Demo 2: Investigate an EKS Pod Error
Prerequisites
- Terraform code that provisions an EKS cluster and an intentionally failing NGINX pod (
ImagePullBackOff). - The IAM role ARN of the Agent Space (found under View role permissions in the Management Console).
Steps
-
Add the Agent Space role to the EKS cluster with the
AmazonEKSAdminViewPolicy.# terraform/eks_role.tf resource "aws_iam_role_policy_attachment" "agent_access" { role = aws_iam_role.eks_cluster.name policy_arn = "arn:aws:iam::aws:policy/AmazonEKSAdminViewPolicy" } # Pass the Agent Space role ARN via a variable variable "agent_role_arn" {} -
Update
terraform.varswith the copied ARN and apply the Terraform configuration. -
Tag the newly created resources with the same tag key/value pairs used by the Agent Space (e.g.,
DevOps=Demo). This enables the agent to discover them. -
In the Agent web app, navigate to Capabilities → Edit and verify that the tags are recognized.
-
Ask the agent: “What is causing the NGINX pod
ImagePullBackOfferror?”The agent discovers the EKS resources, identifies the missing image pull secret, and returns:
- Root cause – missing image pull secret.
- Mitigation steps – create the secret and attach it to the service account.
- Rollback guidance – how to revert the change if the mitigation introduces new issues.
Takeaways
- The agent dramatically reduces Mean Time To Recovery (MTTR) by providing precise diagnostics and actionable remediation.
- It can suggest prevention recommendations (e.g., enforce image pull secret policies) to avoid similar incidents.

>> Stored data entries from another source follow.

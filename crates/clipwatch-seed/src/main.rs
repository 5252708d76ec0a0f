//! One-time CLI to run Twitch's OAuth authorization-code flow and write the
//! resulting credential to disk via `clipwatch-credentials`.

use std::io::Write as _;

use clap::Parser;
use clipwatch_core::{ClipwatchError, Credential};
use clipwatch_credentials::{CredentialStore, FileCredentialStore};
use rand::Rng;
use tokio::io::{AsyncReadExt, AsyncWriteExt};
use tokio::net::TcpListener;
use tracing::info;

const AUTH_BASE: &str = "https://id.twitch.tv/oauth2";
const REQUIRED_SCOPES: &[&str] = &["chat:read", "clips:edit"];

#[derive(Parser)]
#[command(name = "clipwatch-seed")]
#[command(about = "Seed clipwatch's Twitch user credential via the OAuth authorization-code flow")]
struct Cli {
    /// Where the credential file will be written.
    #[arg(long, default_value = "secrets/twitch_user_tokens.json")]
    token_file: String,

    /// Local port the OAuth redirect listener binds to.
    #[arg(long, default_value_t = 17563)]
    redirect_port: u16,
}

#[tokio::main]
async fn main() -> anyhow::Result<()> {
    tracing_subscriber::fmt()
        .with_env_filter(
            tracing_subscriber::EnvFilter::try_from_default_env().unwrap_or_else(|_| "clipwatch_seed=info".into()),
        )
        .init();

    let cli = Cli::parse();

    let client_id = std::env::var("TWITCH_CLIENT_ID")
        .map_err(|_| anyhow::anyhow!("TWITCH_CLIENT_ID must be set"))?;
    let client_secret = std::env::var("TWITCH_CLIENT_SECRET")
        .map_err(|_| anyhow::anyhow!("TWITCH_CLIENT_SECRET must be set"))?;

    let redirect_uri = format!("http://localhost:{}/callback", cli.redirect_port);
    let state: String = {
        let mut rng = rand::thread_rng();
        (0..24).map(|_| rng.sample(rand::distributions::Alphanumeric) as char).collect()
    };

    let scope = REQUIRED_SCOPES.join(" ");
    let authorize_url = format!(
        "{AUTH_BASE}/authorize?response_type=code&client_id={}&redirect_uri={}&scope={}&state={}",
        urlencoding::encode(&client_id),
        urlencoding::encode(&redirect_uri),
        urlencoding::encode(&scope),
        urlencoding::encode(&state),
    );

    println!("{}", "=".repeat(60));
    println!("Twitch OAuth Token Seeding Tool");
    println!("{}", "=".repeat(60));
    println!("\nOpen this URL in your browser:\n\n  {authorize_url}\n");
    println!("Waiting for authorization to complete...");

    let code = wait_for_redirect(cli.redirect_port, &state).await?;
    info!("authorization code received, exchanging for tokens");

    let http = reqwest::Client::new();
    let resp = http
        .post(format!("{AUTH_BASE}/token"))
        .form(&[
            ("client_id", client_id.as_str()),
            ("client_secret", client_secret.as_str()),
            ("code", code.as_str()),
            ("grant_type", "authorization_code"),
            ("redirect_uri", redirect_uri.as_str()),
        ])
        .send()
        .await?;

    if !resp.status().is_success() {
        let status = resp.status();
        let body = resp.text().await.unwrap_or_default();
        anyhow::bail!("token exchange failed: {status} {body}");
    }

    let token_resp: TokenResponse = resp.json().await?;

    let credential = Credential {
        access_token: token_resp.access_token,
        refresh_token: token_resp.refresh_token,
        scopes: REQUIRED_SCOPES.iter().map(|s| s.to_string()).collect(),
        updated_at: chrono::Utc::now(),
    };

    let store = FileCredentialStore::new(cli.token_file.clone());
    store.save(&credential).await?;

    println!("\n{}", "=".repeat(60));
    println!("Tokens saved to: {}", cli.token_file);
    println!("You can now start the fleet monitor.");

    Ok(())
}

#[derive(serde::Deserialize)]
struct TokenResponse {
    access_token: String,
    refresh_token: String,
}

/// Accepts exactly one HTTP connection carrying Twitch's redirect and
/// extracts `code` from the query string. Rejects a `state` mismatch.
async fn wait_for_redirect(port: u16, expected_state: &str) -> Result<String, ClipwatchError> {
    let listener = TcpListener::bind(("127.0.0.1", port))
        .await
        .map_err(|e| ClipwatchError::Fatal(format!("cannot bind redirect listener on :{port}: {e}")))?;

    let (mut stream, _) = listener
        .accept()
        .await
        .map_err(|e| ClipwatchError::Fatal(format!("redirect listener accept failed: {e}")))?;

    let mut buf = vec![0u8; 4096];
    let n = stream
        .read(&mut buf)
        .await
        .map_err(|e| ClipwatchError::Fatal(format!("redirect read failed: {e}")))?;
    let request = String::from_utf8_lossy(&buf[..n]);

    let request_line = request.lines().next().unwrap_or("");
    let path = request_line.split_whitespace().nth(1).unwrap_or("");
    let query = path.split_once('?').map(|(_, q)| q).unwrap_or("");

    let mut code = None;
    let mut state = None;
    for pair in query.split('&') {
        if let Some((k, v)) = pair.split_once('=') {
            match k {
                "code" => code = Some(urlencoding::decode(v).unwrap_or_default().into_owned()),
                "state" => state = Some(urlencoding::decode(v).unwrap_or_default().into_owned()),
                _ => {}
            }
        }
    }

    let body = "Authorization complete. You can close this tab and return to the terminal.";
    let response = format!(
        "HTTP/1.1 200 OK\r\nContent-Type: text/plain\r\nContent-Length: {}\r\n\r\n{body}",
        body.len()
    );
    let _ = stream.write_all(response.as_bytes()).await;
    let _ = stream.flush().await;

    if state.as_deref() != Some(expected_state) {
        return Err(ClipwatchError::Permanent("OAuth state mismatch on redirect".into()));
    }

    code.ok_or_else(|| ClipwatchError::Permanent("redirect did not carry an authorization code".into()))
}
use clipwatch_core::{ChatLine, ChatLineMetadata, LifecycleEvent, LifecycleEventType};
use serde::{Deserialize, Serialize};
use std::collections::HashMap;

/// On-wire shape for topic `chat-messages` (spec.md §6). Field names follow
/// the wire contract, not this crate's own `ChatLine` naming.
#[derive(Debug, Clone, Serialize, Deserialize)]
pub struct ChatMessageWire {
    pub broadcaster_id: u64,
    pub timestamp: i64,
    pub message_id: String,
    pub text: String,
    pub user_id: u64,
    pub user_name: String,
    pub metadata: ChatMetadataWire,
}

#[derive(Debug, Clone, Default, Serialize, Deserialize)]
pub struct ChatMetadataWire {
    #[serde(default)]
    pub emotes: HashMap<String, String>,
    #[serde(default)]
    pub badges: HashMap<String, String>,
    pub is_subscriber: bool,
    pub is_mod: bool,
}

impl From<&ChatLine> for ChatMessageWire {
    fn from(line: &ChatLine) -> Self {
        Self {
            broadcaster_id: line.channel_id,
            timestamp: line.timestamp_ms,
            message_id: line.message_id.clone(),
            text: line.text.clone(),
            user_id: line.user_id,
            user_name: line.user_name.clone(),
            metadata: ChatMetadataWire {
                emotes: line.metadata.emotes.clone(),
                badges: line.metadata.badges.clone(),
                is_subscriber: line.metadata.is_subscriber,
                is_mod: line.metadata.is_mod,
            },
        }
    }
}

impl From<ChatMessageWire> for ChatLine {
    fn from(wire: ChatMessageWire) -> Self {
        ChatLine {
            channel_id: wire.broadcaster_id,
            timestamp_ms: wire.timestamp,
            message_id: wire.message_id,
            text: wire.text,
            user_id: wire.user_id,
            user_name: wire.user_name,
            metadata: ChatLineMetadata {
                emotes: wire.metadata.emotes,
                badges: wire.metadata.badges,
                is_subscriber: wire.metadata.is_subscriber,
                is_mod: wire.metadata.is_mod,
            },
        }
    }
}

/// On-wire shape for topic `stream-lifecycle` (spec.md §6).
#[derive(Debug, Clone, Serialize, Deserialize)]
pub struct LifecycleWire {
    pub event_type: LifecycleEventType,
    pub broadcaster_id: u64,
    pub broadcaster_login: String,
    pub rank: u32,
    pub timestamp: i64,
}

impl From<&LifecycleEvent> for LifecycleWire {
    fn from(event: &LifecycleEvent) -> Self {
        Self {
            event_type: event.event_type,
            broadcaster_id: event.channel_id,
            broadcaster_login: event.login.clone(),
            rank: event.rank,
            timestamp: event.timestamp_s,
        }
    }
}
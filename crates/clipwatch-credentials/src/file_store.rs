use async_trait::async_trait;
use clipwatch_core::{Credential, Result};
use tracing::info;

use crate::{corrupt, missing, CredentialStore};

/// JSON-on-disk credential store, written atomically via a temp file + rename
/// so a crash mid-save can't corrupt the file a running process depends on.
pub struct FileCredentialStore {
    path: String,
}

impl FileCredentialStore {
    pub fn new(path: impl Into<String>) -> Self {
        Self { path: path.into() }
    }
}

#[async_trait]
impl CredentialStore for FileCredentialStore {
    async fn load(&self) -> Result<Credential> {
        let data = std::fs::read_to_string(&self.path).map_err(|e| {
            if e.kind() == std::io::ErrorKind::NotFound {
                missing(&self.path)
            } else {
                corrupt(&self.path, e)
            }
        })?;
        let credential: Credential =
            serde_json::from_str(&data).map_err(|e| corrupt(&self.path, e))?;

        if credential.access_token.is_empty() || credential.refresh_token.is_empty() {
            return Err(corrupt(&self.path, "access_token/refresh_token must not be empty"));
        }

        Ok(credential)
    }

    async fn save(&self, credential: &Credential) -> Result<()> {
        if let Some(parent) = std::path::Path::new(&self.path).parent() {
            if !parent.as_os_str().is_empty() {
                std::fs::create_dir_all(parent).map_err(|e| corrupt(&self.path, e))?;
            }
        }

        let json = serde_json::to_string_pretty(credential).map_err(|e| corrupt(&self.path, e))?;

        let tmp_path = format!("{}.tmp", self.path);
        std::fs::write(&tmp_path, json).map_err(|e| corrupt(&self.path, e))?;
        std::fs::rename(&tmp_path, &self.path).map_err(|e| corrupt(&self.path, e))?;

        info!(path = %self.path, "saved refreshed credential");
        Ok(())
    }
}

#[cfg(test)]
mod tests {
    use super::*;
    use chrono::Utc;

    fn sample() -> Credential {
        Credential {
            access_token: "at-1".into(),
            refresh_token: "rt-1".into(),
            scopes: vec!["chat:read".into(), "clips:edit".into()],
            updated_at: Utc::now(),
        }
    }

    #[tokio::test]
    async fn round_trips_through_disk() {
        let dir = tempfile::tempdir().unwrap();
        let path = dir.path().join("tokens.json");
        let store = FileCredentialStore::new(path.to_str().unwrap());

        let cred = sample();
        store.save(&cred).await.unwrap();
        let loaded = store.load().await.unwrap();
        assert_eq!(loaded, cred);
    }

    #[tokio::test]
    async fn creates_parent_directories() {
        let dir = tempfile::tempdir().unwrap();
        let path = dir.path().join("nested/secrets/tokens.json");
        let store = FileCredentialStore::new(path.to_str().unwrap());

        store.save(&sample()).await.unwrap();
        assert!(path.exists());
    }

    #[tokio::test]
    async fn missing_file_is_a_credential_missing_error() {
        let dir = tempfile::tempdir().unwrap();
        let path = dir.path().join("missing.json");
        let store = FileCredentialStore::new(path.to_str().unwrap());

        let err = store.load().await.unwrap_err();
        assert!(matches!(err, clipwatch_core::ClipwatchError::CredentialMissing(_)));
    }

    #[tokio::test]
    async fn corrupt_file_is_a_credential_corrupt_error() {
        let dir = tempfile::tempdir().unwrap();
        let path = dir.path().join("tokens.json");
        std::fs::write(&path, "not json").unwrap();
        let store = FileCredentialStore::new(path.to_str().unwrap());

        let err = store.load().await.unwrap_err();
        assert!(matches!(err, clipwatch_core::ClipwatchError::CredentialCorrupt(_)));
    }

    #[tokio::test]
    async fn empty_token_field_is_a_credential_corrupt_error() {
        let dir = tempfile::tempdir().unwrap();
        let path = dir.path().join("tokens.json");
        let mut cred = sample();
        cred.access_token = String::new();
        std::fs::write(&path, serde_json::to_string(&cred).unwrap()).unwrap();
        let store = FileCredentialStore::new(path.to_str().unwrap());

        let err = store.load().await.unwrap_err();
        assert!(matches!(err, clipwatch_core::ClipwatchError::CredentialCorrupt(_)));
    }

    #[tokio::test]
    async fn overwrite_replaces_previous_contents() {
        let dir = tempfile::tempdir().unwrap();
        let path = dir.path().join("tokens.json");
        let store = FileCredentialStore::new(path.to_str().unwrap());

        store.save(&sample()).await.unwrap();
        let mut second = sample();
        second.access_token = "at-2".into();
        store.save(&second).await.unwrap();

        let loaded = store.load().await.unwrap();
        assert_eq!(loaded.access_token, "at-2");
    }
}
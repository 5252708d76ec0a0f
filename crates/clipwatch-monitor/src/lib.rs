//! Fleet monitor: polls Twitch's top-live endpoint, converges chat-room
//! membership with hysteresis, and pumps chat lines onto the event bus
//! (spec.md §4.C).

mod irc_transport;
mod monitor;
mod transport;

pub use irc_transport::IrcChatTransport;
pub use monitor::{ChatConnector, FleetMonitor};
pub use transport::{ChatTransport, RawChatLine};
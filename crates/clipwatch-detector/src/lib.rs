//! Chat-spike detector: consumes `chat-messages`, runs the anomaly rule per
//! channel, and drives clip creation for every anomaly (spec.md §4.D/§4.E).

mod engine;

pub use engine::DetectorEngine;
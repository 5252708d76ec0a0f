use std::sync::Arc;

use axum::extract::State;
use axum::http::StatusCode;
use axum::Json;
use serde_json::{json, Value};
use tracing::error;

use crate::app::AppState;

/// GET /health — confirms the catalog pool is reachable.
pub async fn health_handler(State(state): State<Arc<AppState>>) -> (StatusCode, Json<Value>) {
    match state.catalog.ping().await {
        Ok(()) => (StatusCode::OK, Json(json!({"status": "healthy"}))),
        Err(e) => {
            error!(error = %e, "health check failed");
            (
                StatusCode::INTERNAL_SERVER_ERROR,
                Json(json!({"status": "unhealthy", "error": e.to_string()})),
            )
        }
    }
}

DevOps Engineer Perspective
- Security – When properly configured, the agent is secure. Admins control exactly which AWS resources and external services the agent can access via scoped IAM roles.
- Job impact – The agent is an assistant, not a replacement. Engineers are still required to apply fixes, design infrastructure, and build new features.
- Future potential – Connecting additional data sources (e.g., MCP servers) can further enrich the agent’s context, making investigations even faster and more comprehensive.
The AWS DevOps Agent showcases how AI‑assisted tooling can accelerate incident response while keeping human expertise at the core of remediation.